N/A not available, not an input parameter, or not clearly stated. ^A dependent on faulting mechanism. ^B distance is treated as closest distance to surface projection of fault rupture plane.

.

With respect to the NGA-West and NGA-West2 GMMs, there are several input parameters, which are very difficult to obtain or are not typically used in seismology or earthquake engineering analyses. Fortunately, there are some relationships that can help an analyst estimate such parameters [43].

2.4. Comparisons

Relative residuals, which are essentially z-scores, were calculated to assess the differences between observed recordings and GMM predictions using the following equation:

$$Z_i=\frac{{\ln SA}_{Observed,i}-\ln {PSA}_{GMPE,i}}{{\sigma }_{ln,GMPE,i}}$$

(1)

where i is the station ground motion recording as an index identifier, SA_Observed,i is the acceleration response spectral ordinate from Rot50 for the ith recording station, PSA_GMM,i is the PSA from one of the aforementioned NGA GMMs for conditions at the ith recording station, and σ_ln,GMM,i is the corresponding standard deviation given in the GMM description in natural log units for the ith recording station conditions. Although this formulation might seem strange and can show some bias, this was implemented because the standard deviation is in natural log units and allows for a better interpretation of how compatible the GMMs are given the available data. This approach was also used in a European study [26].

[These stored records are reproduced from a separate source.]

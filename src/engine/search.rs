use chrono::{DateTime, Utc};
use opentelemetry::KeyValue;
use tracing::{Span, debug, info};

use super::Engine;
use crate::balancer::Counts;
use crate::error::{Error, Result};
use crate::matcher;
use crate::task::{Method, Task};
use crate::telemetry::metrics;
use crate::telemetry::task::{record_object, record_state_transition};

impl Engine {
    /// Claim the next task for this worker.
    ///
    /// Broadcasts this worker has not seen yet come first. Otherwise the
    /// queue is cleaned up and, if this worker is below its fair share, the
    /// oldest unowned task addressed to it (or to anyone) is leased to it.
    /// Fails with [`Error::TaskNotFound`] when there is nothing to hand out.
    pub fn search(&self) -> Result<Task> {
        self.locked("search", |span| {
            let now = self.timer.now();
            let mut lis = self.list()?;

            if let Some(task) = self.broadcast(&lis, now)? {
                if let Some(object) = task.object() {
                    record_object(span, object);
                }
                self.claimed(&task);
                return Ok(task);
            }

            self.cleanup(&mut lis, span)?;

            let mut current = Counts::new();
            for t in &lis {
                *current.entry(t.worker().unwrap_or_default().to_string()).or_default() += 1;
            }
            let mut workers: Vec<String> = current
                .keys()
                .filter(|w| !w.is_empty())
                .cloned()
                .collect();
            workers.push(self.worker.clone());

            let desired = self.balancer.opt(&workers, lis.len()).unwrap_or_default();
            let want = desired.get(&self.worker).copied().unwrap_or(0);
            let have = current.get(&self.worker).copied().unwrap_or(0);
            if want <= have {
                debug!(want, have, "at fair share");
                return Err(Error::TaskNotFound);
            }

            let unowned = |method: Method| {
                lis.iter().position(|t| {
                    !t.is_owned()
                        && t.method() == method
                        && (method != Method::Uni
                            || t.node.as_ref().and_then(|n| n.worker.as_deref())
                                == Some(self.worker.as_str()))
                })
            };
            let Some(pick) = unowned(Method::Uni).or_else(|| unowned(Method::Any)) else {
                return Err(Error::TaskNotFound);
            };

            let mut task = lis.swap_remove(pick);
            let core = task.core.get_or_insert_default();
            core.worker = Some(self.worker.clone());
            core.expiry = Some(now + self.ttl);
            self.update(&task)?;

            if let Some(object) = task.object() {
                record_object(span, object);
                record_state_transition(span, object, "unowned", "owned");
            }
            self.claimed(&task);
            Ok(task)
        })
    }

    /// Hand out the oldest broadcast this worker is due to process.
    ///
    /// Deliveries are tracked locally only; the stored record stays
    /// unowned so every participant gets its own copy.
    fn broadcast(&self, lis: &[Task], now: DateTime<Utc>) -> Result<Option<Task>> {
        let mut local = self.local()?;
        local.sweep(lis.iter().filter_map(Task::object));

        for t in lis {
            if t.method() != Method::All || t.is_template() {
                continue;
            }
            let Some(object) = t.object() else { continue };

            match local.get(object) {
                Some(d) if d.done || d.expiry > now => continue,
                None if object < self.pointer => continue,
                _ => {}
            }

            let expiry = now + self.ttl;
            local.lease(object, expiry);

            let mut task = t.clone();
            let core = task.core.get_or_insert_default();
            core.worker = Some(self.worker.clone());
            core.expiry = Some(expiry);
            return Ok(Some(task));
        }
        Ok(None)
    }

    /// Drop everything search must not hand out from `lis`, and delete
    /// tasks made obsolete by a task named in their root.
    fn cleanup(&self, lis: &mut Vec<Task>, span: &Span) -> Result<()> {
        let mut i = 0;
        while i < lis.len() {
            let obsolete = lis[i].superseded_by().is_some_and(|root| {
                lis.iter().enumerate().any(|(j, other)| {
                    j != i && other.meta.as_ref().is_some_and(|m| matcher::has(m, root))
                })
            });
            if !obsolete {
                i += 1;
                continue;
            }

            let task = lis.remove(i);
            if let Some(object) = task.object() {
                self.remove(object)?;
                record_state_transition(span, object, "unowned", "obsolete");
                info!(object = object.0, "obsolete task removed");
            }
            metrics::tasks_obsolete().add(
                1,
                &[
                    KeyValue::new("queue", self.queue.clone()),
                    KeyValue::new("reason", "superseded"),
                ],
            );
        }

        lis.retain(|t| !t.is_tripped() && t.method() != Method::All && !t.is_template());
        Ok(())
    }

    fn claimed(&self, task: &Task) {
        metrics::tasks_claimed().add(
            1,
            &[
                KeyValue::new("queue", self.queue.clone()),
                KeyValue::new("method", task.method().to_string()),
            ],
        );
        debug!(object = ?task.object(), method = %task.method(), "task claimed");
    }
}
//! Dependency gates.
//!
//! A gate template holds named slots that start out `waiting`. Deleting a
//! trigger task addressing a slot flips it to `deleted`; once no slot is
//! waiting anymore the template emits a task and resets.

use std::collections::BTreeMap;
use std::ops::Deref;

use serde::{Deserialize, Serialize};

use crate::matcher::Labels;

#[derive(Debug, Clone, Copy, PartialEq, Eq, Hash, Serialize, Deserialize)]
#[serde(rename_all = "lowercase")]
pub enum Slot {
    Waiting,
    Trigger,
    Deleted,
}

impl Slot {
    pub fn as_str(self) -> &'static str {
        match self {
            Slot::Waiting => "waiting",
            Slot::Trigger => "trigger",
            Slot::Deleted => "deleted",
        }
    }
}

#[derive(Debug, Clone, Default, PartialEq, Eq, Serialize, Deserialize)]
#[serde(transparent)]
pub struct Gate(BTreeMap<String, Slot>);

impl Gate {
    pub fn new() -> Self {
        Self::default()
    }

    pub fn with(mut self, name: impl Into<String>, slot: Slot) -> Self {
        self.0.insert(name.into(), slot);
        self
    }

    /// Template with every named slot waiting.
    pub fn waiting<I, S>(names: I) -> Self
    where
        I: IntoIterator<Item = S>,
        S: Into<String>,
    {
        Self(names.into_iter().map(|n| (n.into(), Slot::Waiting)).collect())
    }

    /// Trigger addressing every named slot.
    pub fn trigger<I, S>(names: I) -> Self
    where
        I: IntoIterator<Item = S>,
        S: Into<String>,
    {
        Self(names.into_iter().map(|n| (n.into(), Slot::Trigger)).collect())
    }

    pub fn is_trigger(&self) -> bool {
        self.0.values().any(|s| *s == Slot::Trigger)
    }

    pub fn is_template(&self) -> bool {
        !self.0.is_empty() && !self.is_trigger()
    }

    pub fn is_waiting(&self) -> bool {
        self.0.values().any(|s| *s == Slot::Waiting)
    }

    pub fn triggers(&self) -> impl Iterator<Item = &str> {
        self.0
            .iter()
            .filter(|(_, s)| **s == Slot::Trigger)
            .map(|(k, _)| k.as_str())
    }

    /// Flip waiting slots named by `trigger` to deleted. Returns whether any
    /// slot of this gate was addressed at all.
    pub(crate) fn resolve(&mut self, trigger: &Gate) -> bool {
        let mut hit = false;
        for name in trigger.triggers() {
            if let Some(slot) = self.0.get_mut(name) {
                hit = true;
                if *slot == Slot::Waiting {
                    *slot = Slot::Deleted;
                }
            }
        }
        hit
    }

    pub(crate) fn reset(&mut self) {
        for slot in self.0.values_mut() {
            *slot = Slot::Waiting;
        }
    }

    pub fn labels(&self) -> Labels {
        self.0
            .iter()
            .map(|(k, s)| (k.clone(), s.as_str().to_string()))
            .collect()
    }
}

impl Deref for Gate {
    type Target = BTreeMap<String, Slot>;

    fn deref(&self) -> &Self::Target {
        &self.0
    }
}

With respect to determining which GMMs would be a good fit, a summation of the squares is taken of the relative residual:

$$Score=\frac{1}{n}\sum _i^n{\left(Z_i\right)}^2$$

(2)

where n is the number of recordings per earthquake. This makes Score a metric per earthquake. In this case, the lower these metrics are, the better the GMM compatibility with moderate South Korean earthquakes.

3. Results

3.1. Comparisons with Site-to-Source Distance

For plotting purposes, the median of the measured and inferred V_S30 = 610 m/s was used as input to GMMs that required a V_S30 value. For brevity, a series of acceleration plots against distance will be made for the major events, 2016 Gyeongju and 2017 Pohang, for NGA-West GMMs. An example showing the dependent events will also be shown as well as NGA-West2 and NGA-East GMMs for the major events. These are made to help the reader familiarize the environment and dataset available.

An example of the data comparison is shown in Figure 1. The figure plots NGA-West GMMs for PSA(T = 0.2 s) against processed SA(T = 0.2 s) data for both the 2016 M_W 5.5 Gyeongju earthquake and the 2017 M_W 5.5 Pohang earthquake. With respect to the 2016 Gyeongju event, the data appear to plot somewhat below the NGA-West GMMs on average but do relatively well in the 100 to 200 km range. Although originally not intended for distances past 200 km, the data appear to be bound by all 5 NGA-West GMMs. With respect to the 2017 Pohang event, the GMMs appear to predict relatively well at the 100 to 200 km distances, with some slight overprediction scattered across the available distance range.

For comparison, Figure 2 is similar to Figure 1 except for PSA(T = 1.0 s) against processed SA(T = 1.0 s) data. The figure shows the GMMs to be relatively more linear with respect to log–log space, with an overall overprediction of accelerations, especially for the 2017 Pohang event. Interestingly, the variability in these GMMs is wider at T = 0.2 s than at T = 1.0 s for distances greater than 200 km.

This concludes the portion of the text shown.